**The records**
'''

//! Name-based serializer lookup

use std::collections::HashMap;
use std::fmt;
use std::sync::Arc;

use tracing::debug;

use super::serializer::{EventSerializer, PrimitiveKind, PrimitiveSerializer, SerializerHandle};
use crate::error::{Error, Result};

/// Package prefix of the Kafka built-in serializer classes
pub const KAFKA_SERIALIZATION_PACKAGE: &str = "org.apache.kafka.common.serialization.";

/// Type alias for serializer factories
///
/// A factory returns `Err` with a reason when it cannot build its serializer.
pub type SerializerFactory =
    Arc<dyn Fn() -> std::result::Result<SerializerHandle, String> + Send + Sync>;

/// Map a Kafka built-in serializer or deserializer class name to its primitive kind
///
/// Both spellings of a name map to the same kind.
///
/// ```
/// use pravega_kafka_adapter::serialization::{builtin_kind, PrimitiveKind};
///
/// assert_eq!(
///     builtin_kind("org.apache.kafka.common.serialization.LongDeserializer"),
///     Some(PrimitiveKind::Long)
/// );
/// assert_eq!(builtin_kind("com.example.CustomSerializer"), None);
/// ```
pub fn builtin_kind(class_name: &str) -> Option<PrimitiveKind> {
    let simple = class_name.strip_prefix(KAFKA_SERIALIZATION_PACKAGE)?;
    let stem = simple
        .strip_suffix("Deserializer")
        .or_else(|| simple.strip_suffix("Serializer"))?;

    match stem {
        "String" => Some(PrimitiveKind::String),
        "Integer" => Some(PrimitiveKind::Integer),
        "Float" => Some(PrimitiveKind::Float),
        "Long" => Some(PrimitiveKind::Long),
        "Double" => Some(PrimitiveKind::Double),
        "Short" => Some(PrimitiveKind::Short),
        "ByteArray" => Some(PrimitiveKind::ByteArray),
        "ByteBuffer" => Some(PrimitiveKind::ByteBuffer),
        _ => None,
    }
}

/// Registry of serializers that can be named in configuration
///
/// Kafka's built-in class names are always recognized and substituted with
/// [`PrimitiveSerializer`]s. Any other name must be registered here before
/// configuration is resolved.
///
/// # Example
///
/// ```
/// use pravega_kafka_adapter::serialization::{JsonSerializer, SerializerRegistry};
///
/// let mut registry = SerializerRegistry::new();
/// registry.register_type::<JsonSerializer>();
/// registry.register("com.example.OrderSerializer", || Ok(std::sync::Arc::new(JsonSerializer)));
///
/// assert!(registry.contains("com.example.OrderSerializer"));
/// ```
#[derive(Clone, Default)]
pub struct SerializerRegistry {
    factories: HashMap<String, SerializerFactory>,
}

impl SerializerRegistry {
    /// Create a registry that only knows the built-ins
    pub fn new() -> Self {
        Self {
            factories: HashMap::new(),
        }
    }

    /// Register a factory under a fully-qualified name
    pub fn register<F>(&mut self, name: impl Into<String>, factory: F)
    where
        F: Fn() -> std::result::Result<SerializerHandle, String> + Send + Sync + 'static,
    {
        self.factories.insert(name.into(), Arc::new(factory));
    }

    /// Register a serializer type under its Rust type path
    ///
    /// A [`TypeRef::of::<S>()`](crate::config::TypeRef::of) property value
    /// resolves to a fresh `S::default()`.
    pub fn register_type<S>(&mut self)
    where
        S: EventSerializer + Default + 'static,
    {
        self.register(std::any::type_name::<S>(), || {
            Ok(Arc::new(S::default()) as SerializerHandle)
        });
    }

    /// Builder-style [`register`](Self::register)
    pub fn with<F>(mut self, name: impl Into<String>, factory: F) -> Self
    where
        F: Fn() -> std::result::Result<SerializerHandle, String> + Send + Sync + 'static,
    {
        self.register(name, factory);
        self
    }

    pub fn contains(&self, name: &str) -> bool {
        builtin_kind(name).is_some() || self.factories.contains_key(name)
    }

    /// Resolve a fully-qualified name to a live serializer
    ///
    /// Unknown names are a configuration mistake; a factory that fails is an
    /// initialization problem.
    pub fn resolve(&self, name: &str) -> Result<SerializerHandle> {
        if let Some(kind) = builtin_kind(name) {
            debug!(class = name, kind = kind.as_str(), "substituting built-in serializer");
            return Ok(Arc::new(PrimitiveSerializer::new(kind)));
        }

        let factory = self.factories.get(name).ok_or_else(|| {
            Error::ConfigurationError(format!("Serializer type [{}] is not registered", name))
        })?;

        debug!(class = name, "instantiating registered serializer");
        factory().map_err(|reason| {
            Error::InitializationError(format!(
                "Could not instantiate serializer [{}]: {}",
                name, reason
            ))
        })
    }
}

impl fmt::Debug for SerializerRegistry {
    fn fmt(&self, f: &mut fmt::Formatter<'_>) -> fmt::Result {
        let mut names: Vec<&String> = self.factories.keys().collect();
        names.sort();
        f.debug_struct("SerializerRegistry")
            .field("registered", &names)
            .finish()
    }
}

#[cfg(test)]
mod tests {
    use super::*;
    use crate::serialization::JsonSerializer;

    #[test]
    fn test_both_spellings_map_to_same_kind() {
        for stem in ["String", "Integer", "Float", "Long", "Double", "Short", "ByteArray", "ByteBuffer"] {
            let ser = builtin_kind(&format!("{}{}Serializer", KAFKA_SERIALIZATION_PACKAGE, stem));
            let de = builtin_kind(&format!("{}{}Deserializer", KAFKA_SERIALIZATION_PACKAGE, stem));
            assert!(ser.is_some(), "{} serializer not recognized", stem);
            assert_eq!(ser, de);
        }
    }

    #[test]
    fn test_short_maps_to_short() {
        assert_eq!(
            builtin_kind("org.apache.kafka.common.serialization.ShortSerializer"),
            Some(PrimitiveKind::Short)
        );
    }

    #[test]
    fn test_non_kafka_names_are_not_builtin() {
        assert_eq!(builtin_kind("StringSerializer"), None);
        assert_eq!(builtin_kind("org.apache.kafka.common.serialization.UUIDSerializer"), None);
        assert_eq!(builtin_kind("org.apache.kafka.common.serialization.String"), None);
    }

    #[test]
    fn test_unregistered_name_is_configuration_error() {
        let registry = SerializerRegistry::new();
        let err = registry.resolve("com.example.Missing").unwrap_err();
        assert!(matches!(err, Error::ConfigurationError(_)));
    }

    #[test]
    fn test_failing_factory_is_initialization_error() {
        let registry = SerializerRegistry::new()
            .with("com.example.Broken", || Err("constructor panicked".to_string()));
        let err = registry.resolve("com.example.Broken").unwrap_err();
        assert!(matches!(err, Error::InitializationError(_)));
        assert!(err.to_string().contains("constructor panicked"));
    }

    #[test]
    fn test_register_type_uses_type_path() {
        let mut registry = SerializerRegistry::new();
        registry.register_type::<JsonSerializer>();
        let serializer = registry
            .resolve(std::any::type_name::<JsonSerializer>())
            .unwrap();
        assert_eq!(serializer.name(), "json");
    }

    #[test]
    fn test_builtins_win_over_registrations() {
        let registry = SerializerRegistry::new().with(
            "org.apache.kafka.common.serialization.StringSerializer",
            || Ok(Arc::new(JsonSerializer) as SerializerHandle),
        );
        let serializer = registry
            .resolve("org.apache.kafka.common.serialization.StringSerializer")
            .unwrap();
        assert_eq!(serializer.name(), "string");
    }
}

'''
'''

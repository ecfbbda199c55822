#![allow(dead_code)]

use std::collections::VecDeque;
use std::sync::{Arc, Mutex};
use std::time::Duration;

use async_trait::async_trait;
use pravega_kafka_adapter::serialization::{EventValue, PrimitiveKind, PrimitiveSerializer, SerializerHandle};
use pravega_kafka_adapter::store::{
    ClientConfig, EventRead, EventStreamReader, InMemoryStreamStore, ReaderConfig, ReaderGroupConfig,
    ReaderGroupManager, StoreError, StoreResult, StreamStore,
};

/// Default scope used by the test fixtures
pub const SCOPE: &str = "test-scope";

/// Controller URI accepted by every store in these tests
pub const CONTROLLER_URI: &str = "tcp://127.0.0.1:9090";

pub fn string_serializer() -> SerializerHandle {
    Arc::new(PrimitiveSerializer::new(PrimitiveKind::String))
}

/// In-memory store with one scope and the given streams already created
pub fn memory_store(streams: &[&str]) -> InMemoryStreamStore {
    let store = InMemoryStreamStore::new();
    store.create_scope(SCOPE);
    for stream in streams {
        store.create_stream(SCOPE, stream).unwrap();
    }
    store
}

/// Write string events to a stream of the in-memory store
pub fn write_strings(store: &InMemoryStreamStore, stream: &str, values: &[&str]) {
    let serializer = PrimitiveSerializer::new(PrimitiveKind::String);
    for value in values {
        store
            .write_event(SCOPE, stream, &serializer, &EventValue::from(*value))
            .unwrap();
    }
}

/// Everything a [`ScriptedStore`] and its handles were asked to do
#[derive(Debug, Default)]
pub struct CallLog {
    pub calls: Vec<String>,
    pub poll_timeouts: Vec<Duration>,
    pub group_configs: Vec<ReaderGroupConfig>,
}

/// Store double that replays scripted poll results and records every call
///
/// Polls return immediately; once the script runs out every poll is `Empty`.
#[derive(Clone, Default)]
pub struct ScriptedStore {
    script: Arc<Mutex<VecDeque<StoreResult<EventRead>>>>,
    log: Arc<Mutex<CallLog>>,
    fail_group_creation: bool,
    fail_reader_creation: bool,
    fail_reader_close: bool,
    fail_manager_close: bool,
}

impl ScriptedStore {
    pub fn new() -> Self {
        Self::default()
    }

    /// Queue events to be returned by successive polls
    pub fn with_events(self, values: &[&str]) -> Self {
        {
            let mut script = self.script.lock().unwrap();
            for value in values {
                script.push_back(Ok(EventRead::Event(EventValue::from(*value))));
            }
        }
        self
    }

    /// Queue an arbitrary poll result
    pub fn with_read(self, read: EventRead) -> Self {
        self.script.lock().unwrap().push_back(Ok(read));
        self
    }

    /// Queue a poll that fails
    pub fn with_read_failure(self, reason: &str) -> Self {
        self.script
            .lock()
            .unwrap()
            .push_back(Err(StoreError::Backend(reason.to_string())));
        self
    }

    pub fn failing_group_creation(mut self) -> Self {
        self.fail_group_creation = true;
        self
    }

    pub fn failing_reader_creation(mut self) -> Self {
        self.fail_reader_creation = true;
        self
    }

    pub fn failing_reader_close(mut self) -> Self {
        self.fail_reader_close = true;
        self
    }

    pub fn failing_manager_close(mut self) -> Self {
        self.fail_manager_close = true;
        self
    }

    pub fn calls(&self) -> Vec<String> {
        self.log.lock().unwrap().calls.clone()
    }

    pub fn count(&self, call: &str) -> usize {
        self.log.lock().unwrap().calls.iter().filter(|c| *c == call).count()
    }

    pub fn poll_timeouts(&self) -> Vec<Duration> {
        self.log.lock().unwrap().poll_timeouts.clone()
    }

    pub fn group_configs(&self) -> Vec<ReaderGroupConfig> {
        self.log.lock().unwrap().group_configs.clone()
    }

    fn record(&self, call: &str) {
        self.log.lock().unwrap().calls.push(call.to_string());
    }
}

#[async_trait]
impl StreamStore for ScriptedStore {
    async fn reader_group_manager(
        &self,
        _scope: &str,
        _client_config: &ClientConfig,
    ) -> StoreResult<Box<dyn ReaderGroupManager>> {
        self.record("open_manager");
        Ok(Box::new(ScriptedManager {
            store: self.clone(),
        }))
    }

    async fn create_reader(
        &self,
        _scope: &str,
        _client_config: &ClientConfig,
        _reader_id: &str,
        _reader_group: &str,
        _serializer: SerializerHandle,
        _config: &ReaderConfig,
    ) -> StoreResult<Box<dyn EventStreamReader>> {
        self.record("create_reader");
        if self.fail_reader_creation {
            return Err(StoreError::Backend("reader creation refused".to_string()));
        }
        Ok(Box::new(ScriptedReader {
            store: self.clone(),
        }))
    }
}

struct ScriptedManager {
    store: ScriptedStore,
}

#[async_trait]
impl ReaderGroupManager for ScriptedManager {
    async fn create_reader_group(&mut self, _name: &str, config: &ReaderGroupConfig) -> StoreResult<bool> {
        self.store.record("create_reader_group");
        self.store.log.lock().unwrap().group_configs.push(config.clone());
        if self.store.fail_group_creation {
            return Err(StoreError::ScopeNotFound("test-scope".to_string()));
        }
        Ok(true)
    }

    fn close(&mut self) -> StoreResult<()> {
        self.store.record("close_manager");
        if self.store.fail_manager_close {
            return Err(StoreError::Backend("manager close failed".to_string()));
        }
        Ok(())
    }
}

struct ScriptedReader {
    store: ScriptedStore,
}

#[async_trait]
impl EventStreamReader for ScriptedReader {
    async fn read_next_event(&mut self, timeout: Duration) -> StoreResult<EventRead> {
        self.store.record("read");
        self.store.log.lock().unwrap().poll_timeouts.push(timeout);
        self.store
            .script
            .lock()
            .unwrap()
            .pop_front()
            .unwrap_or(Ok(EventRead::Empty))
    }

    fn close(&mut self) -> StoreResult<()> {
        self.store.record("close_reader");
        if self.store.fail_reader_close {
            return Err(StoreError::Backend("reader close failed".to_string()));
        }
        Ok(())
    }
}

'''

**Task goal**
From the listing above, copy all lines holding the word "SerializerRegistry".

**Result**
/// use pravega_kafka_adapter::serialization::{JsonSerializer, SerializerRegistry};
/// let mut registry = SerializerRegistry::new();
pub struct SerializerRegistry {
impl SerializerRegistry {
impl fmt::Debug for SerializerRegistry {
        f.debug_struct("SerializerRegistry")
        let registry = SerializerRegistry::new();
        let registry = SerializerRegistry::new()
        let mut registry = SerializerRegistry::new();
        let registry = SerializerRegistry::new().with(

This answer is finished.